Le donazioni postume sarebbero quindi non solo “eticamente ammissibili”. Ma anche “tecnicamente fattibili” – attraverso due procedure che sarebbero improponibili quando il donatore è in vita: una richiede l’inserimento di una sonda rettale che, attraverso scosse elettriche alla prostata, stimoli l’eiaculazione. L’altra comporta un’incisione dello scroto per l’estrazione dello sperma.

Diversi casi hanno dimostrato che lo sperma, anche se recuperato 48 ore dopo la morte, può essere utilizzato con successo. È del 2018 la vicenda di una coppia britannica che, tre giorni dopo la morte del figlio in un incidente di moto, aveva raccolto e congelato il suo sperma, per poi spedirlo negli Stati Uniti, dove è stato utilizzato per creare un embrione. La gravidanza è stata portata a termine da una madre surrogata.

Secondo Parker e Hodson, le donazioni postume avrebbero anche un’altra prerogativa: aumenterebbero la diversità degli spermatozoi disponibili, avvantaggiando quelle coppie che cercano spermatozoi di una determinata etnia.

Inoltre, queste donazioni allevierebbero la pressione sui donatori vivi, che in vista della raccolta dello sperma devono farsi visitare molte volte in clinica, per diversi mesi, e devono astenersi dall’eiaculazione alcuni giorni prima della donazione.

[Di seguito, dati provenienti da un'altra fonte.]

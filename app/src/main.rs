use anyhow::Context;
use profile_core::{Controller, DisplayHandle, LookupClient, LookupService};
use profile_finder::{config::load_settings, transport::ReqwestTransport};
use tokio::net::TcpListener;
use tracing::info;
use tracing_subscriber::EnvFilter;

#[tokio::main]
async fn main() -> anyhow::Result<()> {
    tracing_subscriber::fmt()
        .with_env_filter(
            EnvFilter::try_from_default_env().unwrap_or_else(|_| EnvFilter::new("info")),
        )
        .init();

    let settings = load_settings();
    let client = LookupClient::new(&settings.api_base_url)
        .with_context(|| format!("bad api base url '{}'", settings.api_base_url))?
        .with_user_agent(settings.user_agent.clone());
    let transport = ReqwestTransport::new().context("failed to build HTTP client")?;
    let controller = Controller::new(LookupService::new(client, transport), DisplayHandle::new());

    let listener = TcpListener::bind(&settings.bind_addr)
        .await
        .with_context(|| format!("failed to bind {}", settings.bind_addr))?;
    info!(
        addr = %settings.bind_addr,
        api = %settings.api_base_url,
        "profile finder listening"
    );

    axum::serve(listener, profile_finder::app(controller)).await?;
    Ok(())
}
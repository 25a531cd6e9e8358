//! Structured view model for the result region.
//!
//! # Design
//! Render functions build these values instead of markup strings, so card
//! content can be asserted on directly. `markup` serializes them to HTML.

use crate::types::{AssociatedItem, Entity};

/// Number of associated items a card shows.
pub const MAX_ITEMS: usize = 5;

/// Content of the root display region. Every variant replaces the previous
/// one wholesale.
#[derive(Debug, Clone, Default, PartialEq, Eq)]
pub enum Root {
    #[default]
    Idle,
    Loading,
    Card(ProfileCard),
    Error(ErrorCard),
}

#[derive(Debug, Clone, PartialEq, Eq)]
pub struct ProfileCard {
    pub display_name: String,
    pub avatar: Option<Avatar>,
    pub bio: Option<String>,
    pub stats: Vec<Stat>,
    pub items: ItemsSlot,
}

#[derive(Debug, Clone, PartialEq, Eq)]
pub struct Avatar {
    pub src: String,
    pub alt: String,
}

#[derive(Debug, Clone, PartialEq, Eq)]
pub struct Stat {
    pub value: u64,
    pub label: &'static str,
}

/// The addressable area of a card that associated items land in.
#[derive(Debug, Clone, Default, PartialEq, Eq)]
pub enum ItemsSlot {
    /// Card rendered, items not yet arrived.
    #[default]
    Pending,
    Links(Vec<ItemLink>),
    /// Items call failed; the card stays and shows this inline.
    Unavailable(String),
}

#[derive(Debug, Clone, PartialEq, Eq)]
pub struct ItemLink {
    pub label: String,
    pub href: String,
    pub opens_new_context: bool,
}

impl ItemLink {
    pub fn from_item(item: &AssociatedItem) -> Self {
        Self {
            label: item.name.clone(),
            href: item.html_url.clone(),
            opens_new_context: true,
        }
    }

    /// Links for the first `MAX_ITEMS` items, in the given order.
    pub fn first_of(items: &[AssociatedItem]) -> Vec<Self> {
        items.iter().take(MAX_ITEMS).map(Self::from_item).collect()
    }
}

#[derive(Debug, Clone, PartialEq, Eq)]
pub struct ErrorCard {
    pub message: String,
}

impl ProfileCard {
    pub fn builder(display_name: impl Into<String>) -> ProfileCardBuilder {
        ProfileCardBuilder::new(display_name)
    }

    /// The card for a freshly fetched entity, items slot empty.
    pub fn from_entity(entity: &Entity) -> Self {
        let display_name = entity.display_name();
        Self::builder(display_name)
            .avatar(&entity.avatar_url, display_name)
            .bio(entity.bio())
            .stat(entity.followers, "Followers")
            .stat(entity.following, "Following")
            .stat(entity.public_repos, "Repositories")
            .build()
    }
}

#[derive(Debug, Clone)]
pub struct ProfileCardBuilder {
    display_name: String,
    avatar: Option<Avatar>,
    bio: Option<String>,
    stats: Vec<Stat>,
}

impl ProfileCardBuilder {
    pub fn new(display_name: impl Into<String>) -> Self {
        Self {
            display_name: display_name.into(),
            avatar: None,
            bio: None,
            stats: Vec::new(),
        }
    }

    pub fn avatar(mut self, src: impl Into<String>, alt: impl Into<String>) -> Self {
        self.avatar = Some(Avatar {
            src: src.into(),
            alt: alt.into(),
        });
        self
    }

    /// Empty text counts as no bio.
    pub fn bio(mut self, bio: Option<&str>) -> Self {
        self.bio = bio.filter(|b| !b.is_empty()).map(str::to_string);
        self
    }

    pub fn stat(mut self, value: u64, label: &'static str) -> Self {
        self.stats.push(Stat { value, label });
        self
    }

    pub fn build(self) -> ProfileCard {
        ProfileCard {
            display_name: self.display_name,
            avatar: self.avatar,
            bio: self.bio,
            stats: self.stats,
            items: ItemsSlot::Pending,
        }
    }
}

Rimane, però, un problema etico difficile da risolvere: la donazione di sperma, in Gran Bretagna, non è mai anonima e i bambini, quando diventano maggiorenni, possono decidere di contattare i loro padri biologici – anche se non tutti lo fanno. “Non sappiamo quale impatto psicologico potrebbe avere sui bambini la consapevolezza di essere stati generati con lo sperma di un donatore morto”, ha spiegato Parker. “Alcune persone, però, potrebbero giudicarlo un aspetto positivo, se non vedono di buon occhio il fatto che il bambino abbia una relazione futura con il donatore”.